По ее тону я поняла, что дальнейшие расспросы бессмысленны. Подумала и заговорила снова:
– Хозяйка книжного магазина назвала маму одной из «девочек Шэрон». Что она имела в виду?
Шэрон грустно вздохнула.
– Послушай, я жалею о том, какой была тогда. Я многим причинила боль, и есть люди, которые наверняка жалеют, что меня встретили. Но твоя мама не из их числа. Теперь я это понимаю. И это я жалею – каждый день жалею, – что встретила ее.
В ее голосе трепетала ярость. В конце он уже пылал ненавистью.
Я судорожно сглотнула, стараясь унять дрожь.
– Почему?
– Ах, – тихо произнесла она, – вот мы и дошли до главного. Но раз ты сама не понимаешь, мне нечего тебе сказать.
Небо посветлело. Где бы ни была Шэрон, там было еще темно.
– Кто-то пробрался к нам в дом, – сказала я. – Она сама входит и выходит, без ключа. Оставляет мертвых кроликов. А я сижу здесь посреди ночи и ломаю голову, что же такого моя мама натворила, что ее преследует такая нечисть.
Повисла вязкая тягучая тишина.
– Ты сказала – кроликов?
Голову пронзила боль.
– Вы знаете. Знаете, что это значит.
– Когда это было?
– Что?
– Кролики!
– Хм… Несколько дней назад. И я ее видела… девчонку, которая это сделала. Светловолосая. Совсем молодая. Понятия не имею, откуда мама ее знает.
– Светловолосая? Лет восемнадцати?
– Кажется, да. Ну да.
Шэрон разразилась чередой ругательств, длинной и цветистой, как именинная гирлянда.
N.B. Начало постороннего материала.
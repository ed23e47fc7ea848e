//! HTTP Response Building
//!
//! Functions for building broker HTTP responses with status, rate-limit and
//! CORS headers.

use crate::{error::BrokerError, rate_limit::RateLimitDecision};
use serde::Serialize;
use tracing::debug;
use warp::http::{HeaderMap, HeaderName, HeaderValue, StatusCode};
use warp::reply::{self, Reply};

/// Builder for HTTP responses
#[derive(Debug)]
pub struct ResponseBuilder {
    headers: HeaderMap,
}

impl ResponseBuilder {
    pub fn new() -> Self {
        Self {
            headers: HeaderMap::new(),
        }
    }

    /// Add custom header
    pub fn with_header(mut self, name: &str, value: &str) -> Self {
        if let Ok(header_name) = HeaderName::from_bytes(name.as_bytes()) {
            if let Ok(header_value) = HeaderValue::from_str(value) {
                self.headers.insert(header_name, header_value);
            }
        }
        self
    }

    /// Attach `x-ratelimit-*` headers describing `decision`
    pub fn with_rate_limit(self, decision: &RateLimitDecision) -> Self {
        let mut builder = self
            .with_header("x-ratelimit-limit", &decision.limit.to_string())
            .with_header("x-ratelimit-remaining", &decision.remaining.to_string())
            .with_header("x-ratelimit-reset", &decision.reset_in.to_string());
        if !decision.allowed {
            builder = builder.with_header("retry-after", &decision.reset_in.max(1).to_string());
        }
        builder
    }

    /// Serialize `body` as JSON with `status`
    pub fn build_json<T: Serialize>(self, status: StatusCode, body: &T) -> reply::Response {
        let mut response = reply::with_status(reply::json(body), status).into_response();

        let headers = response.headers_mut();
        for (key, value) in self.headers {
            if let Some(key) = key {
                headers.insert(key, value);
            }
        }

        debug!(status = status.as_u16(), "Built response");
        apply_cors_headers(response)
    }

    pub fn build_ok<T: Serialize>(self, body: &T) -> reply::Response {
        self.build_json(StatusCode::OK, body)
    }

    /// Build an error response with the status the error maps to
    pub fn build_error(self, error: &BrokerError) -> reply::Response {
        let status = StatusCode::from_u16(error.status_code()).unwrap_or(StatusCode::INTERNAL_SERVER_ERROR);
        self.build_json(status, &error.to_json())
    }
}

impl Default for ResponseBuilder {
    fn default() -> Self {
        Self::new()
    }
}

/// Apply CORS headers to a response
pub fn apply_cors_headers(mut response: reply::Response) -> reply::Response {
    let headers = response.headers_mut();

    headers.insert("Access-Control-Allow-Origin", HeaderValue::from_static("*"));
    headers.insert(
        "Access-Control-Allow-Methods",
        HeaderValue::from_static("GET, POST, OPTIONS"),
    );
    headers.insert(
        "Access-Control-Allow-Headers",
        HeaderValue::from_static("Content-Type, Authorization, X-Api-Key"),
    );

    response
}

#[cfg(test)]
mod tests {
    use super::*;
    use serde_json::json;

    #[test]
    fn test_response_builder_basic() {
        let response = ResponseBuilder::new().build_ok(&json!({"result": "ok"}));

        assert_eq!(response.status(), StatusCode::OK);
        assert!(response.headers().get("Content-Type").is_some());
        assert_eq!(response.headers().get("Access-Control-Allow-Origin").unwrap(), "*");
    }

    #[test]
    fn test_response_builder_rate_limit_headers() {
        let decision = RateLimitDecision {
            allowed: false,
            remaining: 0,
            limit: 100,
            reset_in: 7,
        };
        let response = ResponseBuilder::new()
            .with_rate_limit(&decision)
            .build_ok(&json!({}));

        assert_eq!(response.headers().get("x-ratelimit-limit").unwrap(), "100");
        assert_eq!(response.headers().get("x-ratelimit-remaining").unwrap(), "0");
        assert_eq!(response.headers().get("retry-after").unwrap(), "7");
    }

    #[test]
    fn test_response_builder_error_status() {
        let error = BrokerError::ToolNotFound {
            category: "github".to_string(),
            tool: "github_nope".to_string(),
        };
        let response = ResponseBuilder::new().build_error(&error);
        assert_eq!(response.status(), StatusCode::NOT_FOUND);

        let error = BrokerError::ExecutorMissing("github".to_string());
        let response = ResponseBuilder::new().build_error(&error);
        assert_eq!(response.status(), StatusCode::NOT_IMPLEMENTED);
    }
}
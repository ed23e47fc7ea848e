//! Vendor catalog loading.
//!
//! Vendor tool tables are plain JSON: either an array of tool objects or an
//! object with a `tools` array. Raw values are kept so the toolkit validator
//! can audit entries that fail to parse.

use crate::{
    error::{BrokerError, BrokerResult},
    logging,
    types::ToolSchema,
};
use serde_json::Value;
use std::path::Path;
use tracing::warn;

/// Read one catalog file into raw tool values.
pub fn load_catalog_file(path: impl AsRef<Path>) -> BrokerResult<Vec<Value>> {
    let path = path.as_ref();
    let raw = std::fs::read_to_string(path)?;
    let document: Value = serde_json::from_str(&raw)?;

    let tools = match document {
        Value::Array(tools) => tools,
        Value::Object(mut obj) => match obj.remove("tools") {
            Some(Value::Array(tools)) => tools,
            _ => {
                return Err(BrokerError::Config(format!(
                    "{} has no `tools` array",
                    path.display()
                )))
            }
        },
        _ => {
            return Err(BrokerError::Config(format!(
                "{} must hold a JSON array of tools",
                path.display()
            )))
        }
    };

    logging::log_catalog_loaded(&path.display().to_string(), tools.len());
    Ok(tools)
}

/// Read and concatenate several catalog files.
pub fn load_catalogs<P: AsRef<Path>>(paths: &[P]) -> BrokerResult<Vec<Value>> {
    let mut all = Vec::new();
    for path in paths {
        all.extend(load_catalog_file(path)?);
    }
    Ok(all)
}

/// Deserialize every entry that has the `ToolSchema` shape; the rest are logged and dropped.
pub fn parse_tools(raw: &[Value]) -> Vec<ToolSchema> {
    raw.iter()
        .enumerate()
        .filter_map(|(index, value)| match serde_json::from_value::<ToolSchema>(value.clone()) {
            Ok(tool) => Some(tool),
            Err(e) => {
                warn!(
                    index = index,
                    error = %e,
                    event = "catalog_entry_rejected",
                    "Catalog entry is not a tool definition"
                );
                None
            }
        })
        .collect()
}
– А она была… О боже. – Судя по голосу, ее переполнял миллион разных чувств. Страх, надежда и неприкрытое изумление. – А ты ее имени не знаешь?
– Откуда мне знать, как ее зовут?
– А как она выглядела?
Я встала на дрожащих ногах, повернулась, скользнула взглядом по деревьям, домам, окнам, в которых отражалось небо.
– Бледная кожа. Такая бледная, словно никогда не видела солнца. Волосы до середины спины… глаза светлые.
– А где твоя мать? Где сейчас Дана?
Я схватилась за горло. Каждое слово давалось с трудом.
– Не знаю. Не могу до нее дозвониться.
– Значит, ты одна. Она оставила тебя одну. Ты хоть знаешь, как защититься?
– Вы имеете в виду… приемы самообороны?
Последовала ошеломленная пауза. Потом она, кажется, отложила телефон и отошла. Я слышала, как она бормочет что-то в сторонке.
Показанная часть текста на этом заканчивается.